[Lire la première partie de cet article]
Comme nous l’avons expliqué précédemment, la réaction des puissances internationales au choc qu’a provoqué le soulèvement du peuple tunisien et le départ du dictateur a été la mise en place du partenariat de Deauville [1], outil principal de l’ingérence étrangère afin d’empêcher les tunisiens de mener à bien leur révolution, dont un des objectifs essentiel est la remise en cause du modèle économique dicté par le FMI.
L’objectif du partenariat de Deauville : étrangler l’économie tunisienne par un surendettement tel qu’il prépare le défaut de paiement et ainsi l’accélération des réformes économiques « douloureuses » : le gouvernement est ainsi contraint d’appeler le FMI à l’aide, qui conditionne cette dernière. Au programme : austérité et appauvrissement généralisé.
Le 4 février 2013, lors d’une conférence de presse à la Banque centrale tunisienne (BCT), le gouverneur Chedly Ayari annonce les grands axes d’un accord de confirmation avec le FMI, négocié depuis décembre 2012 avec les autorités tunisiennes. Un accord qui préfigure des « réformes douloureuse [2] » selon les dires du président de la Banque mondiale lors de sa venue en Tunisie en janvier 2013. Lors de cette conférence, la tension était palpable notamment de la part du personnel de la BCT, comme si une nouvelle très grave allait être annoncée.
Le gouverneur de la BCT cherche à rassurer. La première chose qu’il précise : « Nous n’avons encore rien signé, nous n’avons pas engagé l’État tunisien. » Puis quelques minutes plus tard : « Les fonds débloqués par cet accord ne seront utilisés par le gouvernement qu’en cas de choc exogène. »
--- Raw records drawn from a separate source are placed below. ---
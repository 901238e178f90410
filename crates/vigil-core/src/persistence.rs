//! Persistence interfaces consumed by the managers.
//!
//! The store is external; these traits are the whole surface the core
//! relies on. Calls are synchronous and are made while the calling
//! manager holds its primary lock, so implementations must not block for
//! long and must provide per-record atomicity with read-after-write
//! consistency.

use crate::error::Result;
use crate::identifiers::{DeviceId, UserId};
use crate::records::{DeviceRecord, SessionRecord, UserRecord};

/// User record lookup and update.
pub trait UserStore: Send + Sync {
    /// Fetches a user by id.
    fn user_by_id(&self, id: UserId) -> Result<Option<UserRecord>>;

    /// Fetches a user by name.
    fn user_by_name(&self, username: &str) -> Result<Option<UserRecord>>;

    /// Replaces the stored record; returns whether a record was updated.
    fn update_user(&self, record: &UserRecord) -> Result<bool>;
}

/// Device record lookup and update.
pub trait DeviceStore: Send + Sync {
    /// Fetches a device by id.
    fn device(&self, id: DeviceId) -> Result<Option<DeviceRecord>>;

    /// Replaces the stored record; returns whether a record was updated.
    fn update_device(&self, record: &DeviceRecord) -> Result<bool>;
}

/// Session record insert and update.
pub trait SessionStore: Send + Sync {
    /// Inserts a new session record.
    fn add_session(&self, record: &SessionRecord) -> Result<()>;

    /// Replaces an existing session record.
    fn update_session(&self, record: &SessionRecord) -> Result<()>;
}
Les journalistes en face ont préparé leurs questions, cela fuse… C’est un programme d’ajustement structurel, oui ou non ? Vous allez nous endetter encore plus ? Quelles sont les conditions du FMI ? Quelles seront les réformes en échange de ce financement débloqué par le FMI ?
Contexte économique de l’accord de confirmation
La vulnérabilité et la dépendance de l’économie tunisienne aux conjonctures internationales
Selon les dernières recommandations provisoires du FMI [3], plusieurs facteurs d’ordre structurel mettent en péril la stabilité économique générale de l’État. Parmi ces facteurs, nous retrouvons : la grande dépendance de la Tunisie vis-à-vis de l’Union européenne, engendrant un creusement structurel du compte courant de l’État ; un creusement du déficit budgétaire ; une fonte des avoirs en devises de l’État à la BCT ; un système bancaire fragile.
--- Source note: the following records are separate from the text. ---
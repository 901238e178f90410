//! Bounded worker pool with absolute-time scheduling.
//!
//! Requests posted to a manager become jobs on its pool; results travel
//! back through oneshot channels. Jobs are synchronous and short: the
//! heavy lifting (hashing, key generation) is CPU-bound and persistence
//! calls are quick by contract.
//!
//! `schedule_at` backs the session expiration handler: the job is held on
//! a timer task and enqueued when the deadline passes.
//!
//! Must be created inside a tokio runtime.

use chrono::{DateTime, Utc};
use std::sync::Arc;
use std::time::Duration;
use tokio::sync::mpsc;

type Job = Box<dyn FnOnce() + Send + 'static>;

/// Fixed set of workers draining a shared job queue.
#[derive(Debug)]
pub struct TaskPool {
    queue: mpsc::UnboundedSender<Job>,
}

impl TaskPool {
    /// Spawns `workers` worker tasks (at least one).
    pub fn new(workers: usize) -> Self {
        let (queue, receiver) = mpsc::unbounded_channel::<Job>();
        let receiver = Arc::new(tokio::sync::Mutex::new(receiver));

        for worker in 0..workers.max(1) {
            let receiver = Arc::clone(&receiver);
            tokio::spawn(async move {
                loop {
                    // The receiver lock is only held while waiting for the
                    // next job, never while running one.
                    let job = { receiver.lock().await.recv().await };
                    match job {
                        Some(job) => job(),
                        None => break,
                    }
                }
                tracing::trace!(worker, "pool worker stopped");
            });
        }

        Self { queue }
    }

    /// Enqueues a job; returns `false` if the pool has shut down.
    pub fn submit(&self, job: impl FnOnce() + Send + 'static) -> bool {
        self.queue.send(Box::new(job)).is_ok()
    }

    /// Enqueues a job once `deadline` has passed.
    ///
    /// A deadline in the past enqueues immediately. The job is silently
    /// dropped if the pool shuts down before the deadline.
    pub fn schedule_at(&self, deadline: DateTime<Utc>, job: impl FnOnce() + Send + 'static) {
        let queue = self.queue.clone();
        tokio::spawn(async move {
            let delay = (deadline - Utc::now()).to_std().unwrap_or(Duration::ZERO);
            tokio::time::sleep(delay).await;
            if queue.send(Box::new(job)).is_err() {
                tracing::trace!("scheduled job dropped; pool already shut down");
            }
        });
    }
}

#[cfg(test)]
mod tests {
    use super::*;
    use std::sync::atomic::{AtomicU32, Ordering};
    use tokio::sync::oneshot;

    #[tokio::test]
    async fn jobs_run_and_resolve() {
        let pool = TaskPool::new(2);
        let (tx, rx) = oneshot::channel();
        assert!(pool.submit(move || {
            let _ = tx.send(41 + 1);
        }));
        assert_eq!(rx.await.unwrap(), 42);
    }

    #[tokio::test]
    async fn scheduled_jobs_fire_after_deadline() {
        let pool = TaskPool::new(1);
        let counter = Arc::new(AtomicU32::new(0));
        let (tx, rx) = oneshot::channel();

        let seen = Arc::clone(&counter);
        pool.schedule_at(Utc::now() + chrono::Duration::milliseconds(50), move || {
            seen.fetch_add(1, Ordering::SeqCst);
            let _ = tx.send(());
        });

        assert_eq!(counter.load(Ordering::SeqCst), 0);
        rx.await.unwrap();
        assert_eq!(counter.load(Ordering::SeqCst), 1);
    }
}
En effet, au niveau de la balance courante, la dépréciation du dinar et la hausse des prix sur les marchés mondiaux ont provoqué l’augmentation de la facture des importations, contrairement à celle des exportations qui a diminué à cause de la chute de la demande dans la zone euro. En somme, le déficit courant s’est largement creusé pour atteindre 7,1 % du PIB en 2013. D’où l’alourdissement de la facture des dépenses de la caisse de compensation (hausse du prix des importations des produits alimentaires et énergétiques). Autre répercussion, l’augmentation du coût d’endettement pour financer le déficit budgétaire qui s’est traduit par la hausse du service de la dette.
Ces constats relèvent des problèmes conjoncturels mais également structurels concernant l’économie tunisienne.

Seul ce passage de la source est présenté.